[Given entries — start]
use reqwest::blocking::{Client, RequestBuilder};
use reqwest::header::CONTENT_TYPE;

use crate::config::ClickHouseSettings;
use crate::etl::schema::TickRow;
use crate::etl::writer::{encode_csv, BatchInsertError, TableWriter};

/// ClickHouse reads `\N` as NULL in CSV input.
pub const CLICKHOUSE_NULL: &str = "\\N";

pub fn create_table_sql(table: &str) -> String {
    format!(
        r#"CREATE TABLE IF NOT EXISTS {table} (
    Comm String,
    Contract_Type String,
    Mth_Code String,
    Year Int32,
    Strike Float32,
    Trade_Date Date,
    Log_Time Int32,
    Price Float32,
    Msg_Code Nullable(String),
    Volume Int32
)
ENGINE = MergeTree
PARTITION BY toYYYYMM(Trade_Date)
ORDER BY (Trade_Date, Comm, Contract_Type)"#
    )
}

pub fn insert_sql(table: &str) -> String {
    format!("INSERT INTO {} FORMAT CSV", table)
}

/// Talks to the ClickHouse HTTP interface, one POST per batch.
pub struct ClickHouseWriter {
    client: Client,
    settings: ClickHouseSettings,
}

impl ClickHouseWriter {
    pub fn new(settings: &ClickHouseSettings) -> Result<Self, BatchInsertError> {
        let client = Client::builder().timeout(settings.timeout).build()?;
        Ok(ClickHouseWriter {
            client,
            settings: settings.clone(),
        })
    }

    /// Without `query` the body is the statement.
    fn request(&self, query: Option<&str>) -> RequestBuilder {
        let mut params = Vec::new();
        if let Some(query) = query {
            params.push(("query", query));
        }
        if let Some(database) = &self.settings.database {
            params.push(("database", database.as_str()));
        }
        let mut request = self.client.post(&self.settings.url).query(&params);
        if let Some(user) = &self.settings.user {
            request = request.basic_auth(user, self.settings.password.as_ref());
        }
        request
    }

    fn send(&self, request: RequestBuilder) -> Result<(), BatchInsertError> {
        let response = request.send()?;
        let status = response.status();
        if status.is_success() {
            return Ok(());
        }
        let body = response.text().unwrap_or_default();
        Err(BatchInsertError::Status {
            status: status.as_u16(),
            body: body.trim().to_string(),
        })
    }
}

impl TableWriter for ClickHouseWriter {
    fn ensure_table(&self, table: &str) -> Result<(), BatchInsertError> {
        let sql = create_table_sql(table);
        self.send(self.request(None).body(sql))
    }

    fn write_batch(&self, table: &str, rows: &[TickRow]) -> Result<(), BatchInsertError> {
        if rows.is_empty() {
            return Ok(());
        }
        let body = encode_csv(rows, CLICKHOUSE_NULL)?;
        let query = insert_sql(table);
        self.send(
            self.request(Some(&query))
                .header(CONTENT_TYPE, "text/csv")
                .body(body),
        )
    }
}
[Given entries — finish]
### Exercise:
Restate each record exactly as written.

### Written solution:
use reqwest::blocking::{Client, RequestBuilder};
use reqwest::header::CONTENT_TYPE;

use crate::config::ClickHouseSettings;
use crate::etl::schema::TickRow;
use crate::etl::writer::{encode_csv, BatchInsertError, TableWriter};

/// ClickHouse reads `\N` as NULL in CSV input.
pub const CLICKHOUSE_NULL: &str = "\\N";

pub fn create_table_sql(table: &str) -> String {
    format!(
        r#"CREATE TABLE IF NOT EXISTS {table} (
    Comm String,
    Contract_Type String,
    Mth_Code String,
    Year Int32,
    Strike Float32,
    Trade_Date Date,
    Log_Time Int32,
    Price Float32,
    Msg_Code Nullable(String),
    Volume Int32
)
ENGINE = MergeTree
PARTITION BY toYYYYMM(Trade_Date)
ORDER BY (Trade_Date, Comm, Contract_Type)"#
    )
}

pub fn insert_sql(table: &str) -> String {
    format!("INSERT INTO {} FORMAT CSV", table)
}

/// Talks to the ClickHouse HTTP interface, one POST per batch.
pub struct ClickHouseWriter {
    client: Client,
    settings: ClickHouseSettings,
}

impl ClickHouseWriter {
    pub fn new(settings: &ClickHouseSettings) -> Result<Self, BatchInsertError> {
        let client = Client::builder().timeout(settings.timeout).build()?;
        Ok(ClickHouseWriter {
            client,
            settings: settings.clone(),
        })
    }

    /// Without `query` the body is the statement.
    fn request(&self, query: Option<&str>) -> RequestBuilder {
        let mut params = Vec::new();
        if let Some(query) = query {
            params.push(("query", query));
        }
        if let Some(database) = &self.settings.database {
            params.push(("database", database.as_str()));
        }
        let mut request = self.client.post(&self.settings.url).query(&params);
        if let Some(user) = &self.settings.user {
            request = request.basic_auth(user, self.settings.password.as_ref());
        }
        request
    }

    fn send(&self, request: RequestBuilder) -> Result<(), BatchInsertError> {
        let response = request.send()?;
        let status = response.status();
        if status.is_success() {
            return Ok(());
        }
        let body = response.text().unwrap_or_default();
        Err(BatchInsertError::Status {
            status: status.as_u16(),
            body: body.trim().to_string(),
        })
    }
}

impl TableWriter for ClickHouseWriter {
    fn ensure_table(&self, table: &str) -> Result<(), BatchInsertError> {
        let sql = create_table_sql(table);
        self.send(self.request(None).body(sql))
    }

    fn write_batch(&self, table: &str, rows: &[TickRow]) -> Result<(), BatchInsertError> {
        if rows.is_empty() {
            return Ok(());
        }
        let body = encode_csv(rows, CLICKHOUSE_NULL)?;
        let query = insert_sql(table);
        self.send(
            self.request(Some(&query))
                .header(CONTENT_TYPE, "text/csv")
                .body(body),
        )
    }
}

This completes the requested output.